«La Influenza Ha Puesto en los Rostros el Espanto.» Es el encabezado del periódico El Pueblo (10/11/1918) sobre la presencia de la Gripa Española, una de las pandemias más terribles del siglo XX. Sobe su origen en Tamaulipas, las fuentes responsabilizan un grupo de migrantes que ingresaron por Nuevo Laredo, donde se registraron 4 mil casos de la enfermedad y mil en Piedras Negras, lo cual ocasionó el cierre de las aduanas norestenses.
Como era costumbre, las autoridades informaron al gobernador Andrés Osuna, sobre la gravedad del asunto: «Hónrome comunicar a usted que epidemia…Influenza Española, ha desarrolládose esta población -Nuevo Laredo- bajo forma intensa, ya se han tomado toda clase de precauciones, para atenuar sus efectos. Visto lo anterior he de agradecer, procure aislamiento dicha población a fin de evitar propagación.»
La Gripa Española entró a América, por culpa de algunos ex combatientes de la Primera Guerra Mundial en Europa. Mientras en el centro del país, su presencia se atribuye a Manuel Gómez, Superintendente del Ferrocarril División quien al llegar a la capital, presentó síntomas de neumonía, catarro, calentura y fuertes dolores de cabeza, sin que existieran medicamentos efectivos para su tratamiento.
Ante esta situación, un renombrado laboratorio de Roma recomendó a los pobladores la ingesta de jugo de limón para «reforzar» la inmunidad y curación. De acuerdo al periódico EL Pueblo (10/24/1918) en México se registraron diariamente, un promedio de 2 mil defunciones.
Como una maldición, la Gripa Española avanzó de manera “inexplicable”, por casi todo el territorio mexicano. Sobre todo en Nuevo Laredo, donde murieron en pocos días entre cien y ciento cincuenta personas. Lo mismo pasó en Saltillo y Monterrey. En tanto la región petrolera de Tampico, estaba prácticamente infestada sin que las autoridades sanitarias pudieran controlarla. Incluso algunos médicos y enfermeras, murieron durante la pandemia.

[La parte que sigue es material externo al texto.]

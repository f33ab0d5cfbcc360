pub mod ledger;
pub mod login;
pub mod master_data;

use actix_identity::Identity;
use actix_web::{
    HttpResponse, Responder, ResponseError, body::BoxBody,
    dev::HttpServiceFactory, get, web,
};
use sqlx::PgPool;
use uuid::Uuid;

use crate::store::{self, StoreError};

pub fn api_services() -> impl HttpServiceFactory {
    web::scope("/api")
        .service(health_check)
        .service(login::login)
        .service(login::login_check)
        .service(login::logout)
        .service(login::create_account)
        .service(login::user_profile)
        .service(master_data::create_party)
        .service(master_data::list_parties)
        .service(master_data::create_head)
        .service(master_data::list_heads)
        .service(master_data::create_payment_type)
        .service(master_data::list_payment_types)
        .service(master_data::create_payment_mode)
        .service(master_data::list_payment_modes)
        .service(ledger::create_entry)
        .service(ledger::get_entry)
        .service(ledger::list_entries)
        .service(ledger::decide_entry)
        .service(ledger::bulk_decide)
        .service(ledger::undo_decision)
        .service(ledger::request_edit)
        .service(ledger::approve_edit)
        .service(ledger::reject_edit)
        .service(ledger::delete_entry)
}

#[get("/health_check")]
pub async fn health_check() -> impl Responder {
    HttpResponse::Ok().body("healthy")
}

/// Public API errors. Only the top-level message is sent.
#[derive(Debug, thiserror::Error)]
pub enum APIError {
    #[error("Authentication failed")]
    AuthError(#[source] anyhow::Error),
    #[error("Bad request")]
    BadRequest(#[source] anyhow::Error),
    #[error("Not found")]
    NotFound(#[source] anyhow::Error),
    #[error("Something went wrong")]
    UnexpectedError(#[from] anyhow::Error),
}

impl ResponseError for APIError {
    fn error_response(&self) -> HttpResponse<BoxBody> {
        match self {
            Self::AuthError(e) => {
                HttpResponse::Unauthorized().body(format!("{self}: {e}"))
            }
            Self::BadRequest(e) => {
                HttpResponse::BadRequest().body(format!("{self}: {e}"))
            }
            Self::NotFound(e) => {
                HttpResponse::NotFound().body(format!("{self}: {e}"))
            }
            Self::UnexpectedError(_) => {
                HttpResponse::InternalServerError().body(self.to_string())
            }
        }
    }
}

impl From<StoreError> for APIError {
    fn from(e: StoreError) -> Self {
        match e {
            StoreError::Database(_) => APIError::UnexpectedError(e.into()),
            StoreError::UnexpectedError(_) => {
                APIError::UnexpectedError(e.into())
            }
            StoreError::RequiresApproverPermissions => {
                APIError::AuthError(e.into())
            }
            StoreError::UserNotFound => APIError::NotFound(e.into()),
            StoreError::EntryNotFound => APIError::NotFound(e.into()),
            StoreError::PartyNotFound => APIError::NotFound(e.into()),
            StoreError::HeadNotFound => APIError::NotFound(e.into()),
            StoreError::PaymentTypeNotFound => APIError::NotFound(e.into()),
            StoreError::PaymentModeNotFound => APIError::NotFound(e.into()),
            _ => APIError::BadRequest(e.into()),
        }
    }
}

fn get_user_id(user: &Identity) -> Result<payloads::UserId, APIError> {
    let id_str = user.id().map_err(|e| {
        APIError::AuthError(
            anyhow::Error::from(e).context("Invalid login session"),
        )
    })?;
    // special case: since this is used in so many routes, the user_id is
    // recorded here, but attaches to the span for the api route itself
    tracing::Span::current()
        .record("user_id", tracing::field::display(&id_str));
    Ok(payloads::UserId(
        Uuid::parse_str(&id_str).map_err(anyhow::Error::from)?,
    ))
}

/// Resolve the logged-in identity to a user row; a session naming a
/// user that no longer exists fails authentication, not lookup.
async fn get_validated_actor(
    user: &Identity,
    pool: &PgPool,
) -> Result<store::ValidatedActor, APIError> {
    let user_id = get_user_id(user)?;
    match store::get_validated_actor(&user_id, pool).await {
        Ok(actor) => Ok(actor),
        Err(e @ StoreError::UserNotFound) => Err(APIError::AuthError(
            anyhow::Error::from(e).context("Couldn't validate the actor"),
        )),
        Err(e) => Err(APIError::UnexpectedError(e.into())),
    }
}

Por ello, los Consejos de Salud prohibieron el tráfico ferroviario y desembarco de mercancías y personas en Tampico, declarando en cuarentena a varios enfermos procedentes de Europa. No obstante las precauciones, fallecieron 49 personas, entre ellas el diputado constituyente Fortunato de Leija y el empresario Melitón Rodríguez.
A pesar de los esfuerzos, a principios de octubre el Hospital Civil de Victoria reportó los primeros brotes, atendidos por los doctores Felipe Pérez Garza, Manuel Gómez Garza, Praxedis Balboa, Raúl Manautou, S. I. Yokoyama y Aurelio Collado. Uno de los primeros fallecidos fue el carpintero Loreto Martínez. Para evitar más daños, el Consejo Superior de Salubridad ordenó fumigaciones, lavado de manos, clausura de reuniones, suspensión del tráfico ferroviario, acondicionamiento de lazaretos y desinfección de nariz y boca con Nevurol y Borolina de venta en Botica Central.
Al caer la tarde, era común ver pasar por las solitarias calles y callejones de Victoria la carreta de Paco, tirada por la mula Pirulina trasladando cadáveres al Cementerio del Cero Morelos. Afortunadamente, en diciembre empezaron a disminuir los casos y todo volvió a la normalidad. Incluso se decretó la reanudación de clases en las escuelas.
En 1920 llegó a Tamaulipas una epidemia de Paludismo. Para entonces, la situación del país había mejorado en el tema de salud pública, al crearse laboratorios, institutos y hospitales especializados. En este sentido el gobierno de Álvaro Obregón, estructuró un plan para su combate en diferentes entidades del país. Sin embargo, el asunto de la Gripa Española permaneció largo tiempo en la memoria de los victorenses.
En 1922 se organizó el Instituto Bacteriológico de México. Ese mismo año surgió otra oleada de Gripa Española «más benigna», porque en Victoria sólo afectó de muerte a los niños Maximino Maldonado y Josefa Azúa. En poco tiempo, los médicos controlaron a numerosos enfermos con la síntomas clásicos del mal: temperatura, vómito, dolores de cabeza y vientre.